§ What you need to do: An exact copy of the listing below is required.

§ Provided information:
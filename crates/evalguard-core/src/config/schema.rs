//! JSON Schema validation for rule-set documents.
//!
//! Documents are validated against `schema/ruleset.schema.json` before they
//! are deserialized, so unknown rule names and mistyped arguments are
//! reported with their location.

use std::sync::OnceLock;
use thiserror::Error;

const RULESET_SCHEMA_JSON: &str = include_str!("../../schema/ruleset.schema.json");

static VALIDATOR: OnceLock<Result<jsonschema::Validator, SchemaError>> = OnceLock::new();

/// The embedded schema itself could not be used.
#[derive(Error, Debug)]
pub enum SchemaError {
    #[error("Rule-set schema is not valid JSON: {0}")]
    InvalidJson(#[from] serde_json::Error),

    #[error("Failed to compile rule-set schema: {0}")]
    Compile(String),
}

fn compile() -> Result<jsonschema::Validator, SchemaError> {
    let schema: serde_json::Value = serde_json::from_str(RULESET_SCHEMA_JSON)?;
    jsonschema::options()
        .build(&schema)
        .map_err(|e| SchemaError::Compile(e.to_string()))
}

/// The compiled validator, built on first use.
fn validator() -> Result<&'static jsonschema::Validator, &'static SchemaError> {
    VALIDATOR.get_or_init(compile).as_ref()
}

/// Validate a rule-set document against the schema.
///
/// Returns every violation, each suffixed with its location in the document.
pub fn validate_ruleset_schema(document: &serde_json::Value) -> Result<(), Vec<String>> {
    let validator = validator().map_err(|e| vec![e.to_string()])?;

    let errors: Vec<String> = validator
        .iter_errors(document)
        .map(|e| format!("{} at {}", e, e.instance_path))
        .collect();

    if errors.is_empty() {
        Ok(())
    } else {
        Err(errors)
    }
}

§ Final answer:
filename crates/evalguard-core/src/config/schema.rs
//! JSON Schema validation for rule-set documents.
//!
//! Documents are validated against `schema/ruleset.schema.json` before they
//! are deserialized, so unknown rule names and mistyped arguments are
//! reported with their location.

use std::sync::OnceLock;
use thiserror::Error;

const RULESET_SCHEMA_JSON: &str = include_str!("../../schema/ruleset.schema.json");

static VALIDATOR: OnceLock<Result<jsonschema::Validator, SchemaError>> = OnceLock::new();

/// The embedded schema itself could not be used.
#[derive(Error, Debug)]
pub enum SchemaError {
    #[error("Rule-set schema is not valid JSON: {0}")]
    InvalidJson(#[from] serde_json::Error),

    #[error("Failed to compile rule-set schema: {0}")]
    Compile(String),
}

fn compile() -> Result<jsonschema::Validator, SchemaError> {
    let schema: serde_json::Value = serde_json::from_str(RULESET_SCHEMA_JSON)?;
    jsonschema::options()
        .build(&schema)
        .map_err(|e| SchemaError::Compile(e.to_string()))
}

/// The compiled validator, built on first use.
fn validator() -> Result<&'static jsonschema::Validator, &'static SchemaError> {
    VALIDATOR.get_or_init(compile).as_ref()
}

/// Validate a rule-set document against the schema.
///
/// Returns every violation, each suffixed with its location in the document.
pub fn validate_ruleset_schema(document: &serde_json::Value) -> Result<(), Vec<String>> {
    let validator = validator().map_err(|e| vec![e.to_string()])?;

    let errors: Vec<String> = validator
        .iter_errors(document)
        .map(|e| format!("{} at {}", e, e.instance_path))
        .collect();

    if errors.is_empty() {
        Ok(())
    } else {
        Err(errors)
    }
}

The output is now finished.